### EXTRACTED INFORMATION:
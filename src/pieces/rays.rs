//! Ray walking shared by the sliding pieces.
//!
//! Two walks exist. `project_controlled` marks threatened squares for the
//! control tables. `laser` returns the line between a slider and an enemy
//! king, either directly (check) or through exactly one enemy piece (pin).

use crate::game_state::chess_types::*;

/// Rook directions as `(d_file, d_rank)`.
pub const STRAIGHT: [(i8, i8); 4] = [(-1, 0), (0, -1), (1, 0), (0, 1)];

/// Bishop directions as `(d_file, d_rank)`.
pub const DIAGONAL: [(i8, i8); 4] = [(-1, -1), (1, -1), (1, 1), (-1, 1)];

/// How `laser` treats enemy pieces met along a ray.
#[derive(Debug, Clone, Copy, PartialEq, Eq)]
pub enum LaserMode {
    /// Returns the line to a king that is attacked with nothing in between.
    Check,
    /// Returns the line to a king that is shielded by exactly one enemy piece.
    Pin,
}

/// Marks every square reachable along `directions`.
///
/// A ray stops after marking the first occupied square, except that kings
/// are transparent: a king standing on the line can not step back along it
/// to escape the attack.
pub fn project_controlled(
    table: &mut ControlTable,
    grid: &Grid,
    origin: Square,
    directions: &[(i8, i8)],
) {
    for &(d_file, d_rank) in directions {
        let mut cursor = origin.offset(d_file, d_rank);
        while let Some(square) = cursor {
            table[square.rank][square.file] = true;
            match piece_at(grid, square) {
                Some(piece) if piece.kind != PieceKind::King => break,
                _ => {}
            }
            cursor = square.offset(d_file, d_rank);
        }
    }
}

/// Returns the ray from `origin` towards the enemy king along the first
/// direction that reaches it under `mode`, or an empty vector.
///
/// The ray always starts with `origin` itself, so capturing the slider is
/// a move "onto the laser". The king's own square is never included.
pub fn laser(
    grid: &Grid,
    origin: Square,
    color: Color,
    directions: &[(i8, i8)],
    mode: LaserMode,
) -> Vec<Square> {
    for &(d_file, d_rank) in directions {
        let mut ray = vec![origin];
        let mut enemies_seen = 0usize;
        let mut cursor = origin.offset(d_file, d_rank);

        while let Some(square) = cursor {
            if let Some(piece) = piece_at(grid, square) {
                if piece.color == color {
                    break;
                }
                let is_king = piece.kind == PieceKind::King;
                match mode {
                    LaserMode::Check => {
                        if is_king {
                            return ray;
                        }
                        break;
                    }
                    LaserMode::Pin => {
                        if is_king && enemies_seen == 1 {
                            return ray;
                        }
                        if is_king || enemies_seen == 1 {
                            break;
                        }
                        enemies_seen += 1;
                    }
                }
            }
            ray.push(square);
            cursor = square.offset(d_file, d_rank);
        }
    }

    Vec::new()
}
//! Random self-play.
//!
//! Picks uniformly among legal moves until the game ends or a ply limit is
//! reached. Used by the `random_game` binary, the legal-move bench and the
//! execute/undo tests.

use rand::seq::IndexedRandom;
use rand::Rng;

use crate::game_state::chess_types::*;

/// Plays up to `max_plies` random legal moves on `board` and returns them.
pub fn random_playout<R: Rng + ?Sized>(board: &mut Board, max_plies: usize, rng: &mut R) -> Vec<ChessMove> {
    let mut played = Vec::new();

    while played.len() < max_plies && board.result() == GameResult::Ongoing {
        let moves = board.legal_moves();
        let Some(mv) = moves.as_slice().choose(rng).copied() else {
            break;
        };
        if !board.play(mv) {
            break;
        }
        played.push(mv);
    }

    played
}

#[cfg(test)]
mod tests {
    use super::random_playout;
    use crate::game_state::chess_types::*;
    use rand::rngs::StdRng;
    use rand::SeedableRng;

    #[test]
    fn playouts_unwind_to_the_start() {
        for seed in 0..4u64 {
            let mut rng = StdRng::seed_from_u64(seed);
            let mut board = Board::new();
            let start = board.snapshot();

            let mut checkpoints = vec![board.snapshot()];
            let played = random_playout(&mut board, 60, &mut rng);
            assert_eq!(board.history_len(), played.len());

            // Replay to collect every intermediate state, then unwind.
            let mut replay = Board::new();
            for mv in &played {
                assert!(replay.play(*mv), "replayed move should stay legal");
                checkpoints.push(replay.snapshot());
            }
            assert_eq!(replay.movetext(), board.movetext());

            checkpoints.pop();
            while board.undo() {
                let expected = checkpoints.pop().expect("one checkpoint per undo");
                assert_eq!(board.snapshot(), expected);
            }
            assert_eq!(board.snapshot(), start);
        }
    }

    #[test]
    fn playout_stops_when_the_game_ends() {
        let mut rng = StdRng::seed_from_u64(7);
        let mut board = Board::from_fen("R5k1/5ppp/8/8/8/8/8/6K1 b - - 0 1").expect("FEN should parse");
        assert!(random_playout(&mut board, 10, &mut rng).is_empty());
    }
}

### WHAT NEEDS TO BE DONE:
Report each line in the entries where the string "StdRng" occurs.

### YOUR RESPONSE:
    use rand::rngs::StdRng;
            let mut rng = StdRng::seed_from_u64(seed);
        let mut rng = StdRng::seed_from_u64(7);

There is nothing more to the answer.